I found that during the MAI conduction, Noah did not directly demonstrate his
possession of the ability to order two digit numbers but showed confidence in
single-digit reading, and ordering I believed that the lesson planned would be
something he should be able to achieve through collaborative learning.
However, I believe that through scaffolding and working with peers, the class
will be able to order the number line with few errors. I believe we should
consider planning, the provision of materials and resources and the
environment we set up and observe what children made of them and whether
children are able to invest their existing knowledge, expertise and skills
(Anning, Cullen, & Fleer (2009).
I believe that Noah and many other students would find this a helpful lesson to
help develop and consolidate their understandings of two-digit numbers and
the value of the place a number is positioned in it.

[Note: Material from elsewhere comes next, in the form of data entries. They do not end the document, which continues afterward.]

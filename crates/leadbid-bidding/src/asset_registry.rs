//! Seam to the external registry that owns the traded lead records.
//!
//! The engine only needs to know that an asset exists, who holds it, and
//! that the holder can hand it to someone else. Token minting, royalties
//! and metadata live behind this trait.

use std::collections::HashMap;

use leadbid_types::{AccountId, AssetRef, LeadbidError, Result};

/// Ownership registry for listed assets.
pub trait AssetRegistry: Send {
    /// Current holder of the asset, or `None` if it is unknown.
    fn owner_of(&self, asset: &AssetRef) -> Option<AccountId>;

    /// Hand the asset from `caller` to `new_owner`.
    ///
    /// # Errors
    /// - `AssetNotFound` if the asset is unknown
    /// - `NotCustodian` if `caller` is not the current holder
    fn reassign(&mut self, asset: &AssetRef, caller: AccountId, new_owner: AccountId) -> Result<()>;
}

/// In-memory registry, used by tests and single-process deployments.
#[derive(Debug, Default)]
pub struct InMemoryAssetRegistry {
    owners: HashMap<AssetRef, AccountId>,
}

impl InMemoryAssetRegistry {
    #[must_use]
    pub fn new() -> Self {
        Self::default()
    }

    /// Record a new asset. Returns `false` (and changes nothing) if the
    /// asset is already registered.
    pub fn register(&mut self, asset: AssetRef, owner: AccountId) -> bool {
        if self.owners.contains_key(&asset) {
            return false;
        }
        self.owners.insert(asset, owner);
        true
    }

    #[must_use]
    pub fn len(&self) -> usize {
        self.owners.len()
    }

    #[must_use]
    pub fn is_empty(&self) -> bool {
        self.owners.is_empty()
    }
}

impl AssetRegistry for InMemoryAssetRegistry {
    fn owner_of(&self, asset: &AssetRef) -> Option<AccountId> {
        self.owners.get(asset).copied()
    }

    fn reassign(&mut self, asset: &AssetRef, caller: AccountId, new_owner: AccountId) -> Result<()> {
        let owner = self
            .owners
            .get_mut(asset)
            .ok_or_else(|| LeadbidError::AssetNotFound(asset.clone()))?;
        if *owner != caller {
            return Err(LeadbidError::NotCustodian {
                caller,
                asset: asset.clone(),
            });
        }
        *owner = new_owner;
        Ok(())
    }
}

#[cfg(test)]
mod tests {
    use super::*;

    #[test]
    fn register_and_reassign() {
        let mut reg = InMemoryAssetRegistry::new();
        let asset = AssetRef::new("lead-1");
        let alice = AccountId::new();
        let bob = AccountId::new();
        assert!(reg.register(asset.clone(), alice));
        assert!(!reg.register(asset.clone(), bob));
        reg.reassign(&asset, alice, bob).unwrap();
        assert_eq!(reg.owner_of(&asset), Some(bob));
    }

    #[test]
    fn only_holder_can_reassign() {
        let mut reg = InMemoryAssetRegistry::new();
        let asset = AssetRef::new("lead-1");
        let alice = AccountId::new();
        reg.register(asset.clone(), alice);
        let err = reg
            .reassign(&asset, AccountId::new(), AccountId::new())
            .unwrap_err();
        assert!(matches!(err, LeadbidError::NotCustodian { .. }));
        assert_eq!(reg.owner_of(&asset), Some(alice));
    }

    #[test]
    fn unknown_asset() {
        let mut reg = InMemoryAssetRegistry::new();
        let asset = AssetRef::new("ghost");
        assert_eq!(reg.owner_of(&asset), None);
        let err = reg
            .reassign(&asset, AccountId::new(), AccountId::new())
            .unwrap_err();
        assert!(matches!(err, LeadbidError::AssetNotFound(_)));
    }
}
//! Sealed-bid commitments.
//!
//! A bidder commits to `SHA-256(domain || listing_id || bidder || amount || salt)`
//! during the bidding window and later reveals `(amount, salt)`. The listing
//! and bidder are part of the preimage, so a copied commitment can never be
//! opened by anyone but its author, nor on any other listing.
//!
//! The amount is hashed in normalized form: `100`, `100.0` and `100.00`
//! produce the same commitment.

use std::fmt;

use rand::RngCore;
use rust_decimal::Decimal;
use serde::{Deserialize, Serialize};
use sha2::{Digest, Sha256};

use crate::{AccountId, ListingId, constants};

/// Secret blinding value chosen by the bidder.
#[derive(Clone, Copy, PartialEq, Eq, Hash, Serialize, Deserialize)]
pub struct Salt(pub [u8; constants::SALT_LEN]);

impl Salt {
    /// Fresh random salt from the thread-local CSPRNG.
    #[must_use]
    pub fn random() -> Self {
        let mut bytes = [0u8; constants::SALT_LEN];
        rand::thread_rng().fill_bytes(&mut bytes);
        Self(bytes)
    }
}

// Salts are secrets until revealed; keep them out of logs.
impl fmt::Debug for Salt {
    fn fmt(&self, f: &mut fmt::Formatter<'_>) -> fmt::Result {
        write!(f, "Salt(..)")
    }
}

/// Binding, hiding hash of a bid.
#[derive(Debug, Clone, Copy, PartialEq, Eq, Hash, Serialize, Deserialize)]
pub struct Commitment(pub [u8; 32]);

impl Commitment {
    /// Compute the commitment a bidder submits for `(amount, salt)`.
    #[must_use]
    pub fn compute(listing_id: ListingId, bidder: AccountId, amount: Decimal, salt: &Salt) -> Self {
        let mut hasher = Sha256::new();
        hasher.update(constants::COMMITMENT_DOMAIN);
        hasher.update(listing_id.0.as_bytes());
        hasher.update(bidder.0.as_bytes());
        hasher.update(amount.normalize().to_string().as_bytes());
        hasher.update(b":");
        hasher.update(salt.0);
        let result = hasher.finalize();
        let mut hash = [0u8; 32];
        hash.copy_from_slice(&result);
        Self(hash)
    }

    /// Whether `(amount, salt)` opens this commitment.
    #[must_use]
    pub fn verify(
        &self,
        listing_id: ListingId,
        bidder: AccountId,
        amount: Decimal,
        salt: &Salt,
    ) -> bool {
        Self::compute(listing_id, bidder, amount, salt) == *self
    }

    #[must_use]
    pub fn to_hex(&self) -> String {
        hex::encode(self.0)
    }
}

impl fmt::Display for Commitment {
    fn fmt(&self, f: &mut fmt::Formatter<'_>) -> fmt::Result {
        write!(f, "{}", hex::encode(&self.0[..8]))
    }
}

Conclusion Completing this paper allowed for the broadening of my understanding of the
value of assessment and what an integral role it plays in informing our
planning and teaching of our students. The Mathematics Assessment
Interview can allow for the collection of a large range of data across several
aspects of mathematically learning. It is a wonderful tool to help gain valuable
insights into the learning and levels of understanding each student possesses.
Gaining this information allows an educator to plan with purpose and precision
so to work towards the development, extension and consolidation of the
knowledge a student has, as well as amending any misconceptions held by a
student. Having the opportunity to conduct a Mathematics Assessment
Interview before I am out in the field as a fully qualified teacher has been an
opportunity I have really enjoyed and value. Conducting the interviews has
even me a confidence in my abilities to relate with children in a strict formal
setting such as the interview and a desire to discover other valuable tools for
assessment for my future practices.

Additional notes
After implementing this lesson I have been able to identify that collecting
information from families is a difficult task and that sample information may
need to be readily available for students whose families were not able to
provide the necessary information for the lesson. I also understand that this
lesson may actually need to run across who one hour blocks as this
experience was too rushed. I found that the lesson design was appropriate for
the majority of the cohort and that the planned small focus groups benefited
from the one-on-on assistance.

References
Anning, A., Cullen, J., & Fleer M. (2009) Early childhood education: society and
culture. London: Sage.
Clarke, D. M. (1999). Linking assessment and teaching: Building on what
children know and can do. In Early Years of Schooling Branch (Eds.),
Targeting excellence: Continuing the journey Melbourne: Department of
Education and Training.
Gervasoni, A. (2002). Growth points that describe young childrens learning
in the counting, place value, addition and subtraction, and multiplication and
division domains. Paper presented at the Catholic Education Commission of
Victoria: Success in Numeracy Education Strategy, Melbourne.
Gervasoni, A., Parish, L., Hadden, T., Turkenburg, K., Bevan, K., Livesey, C., &
Croswell, M. (2011). Insights about childrens understanding of 2 digit and 3
digit numbers. In J. Clark, B. Kissane, J. Mousley, T.Spencer & S. Thornton
(Eds.), Mathematics: Traditions and [New] Practices (Proceedings of the 23rd
biennial conference of The Australian Association of Mathematics Teachers and
the 34th annual conference of the Mathematics Education Research Group of
Australasia, Vol 1, pp. 315-323). Alice Springs.
Van De Walle, J. A., Karp, K. S., Bay-Williams, J. M., & Wray, J. (2013). Developing
Whole-Number Place-Value Concepts. In Elementary and Middle School
Mathematics: Teaching Developmentally (8th ed.). Pearson College Div.

Victoria Curriculum and Assessment Authority (2015). Level 1: Mathematics.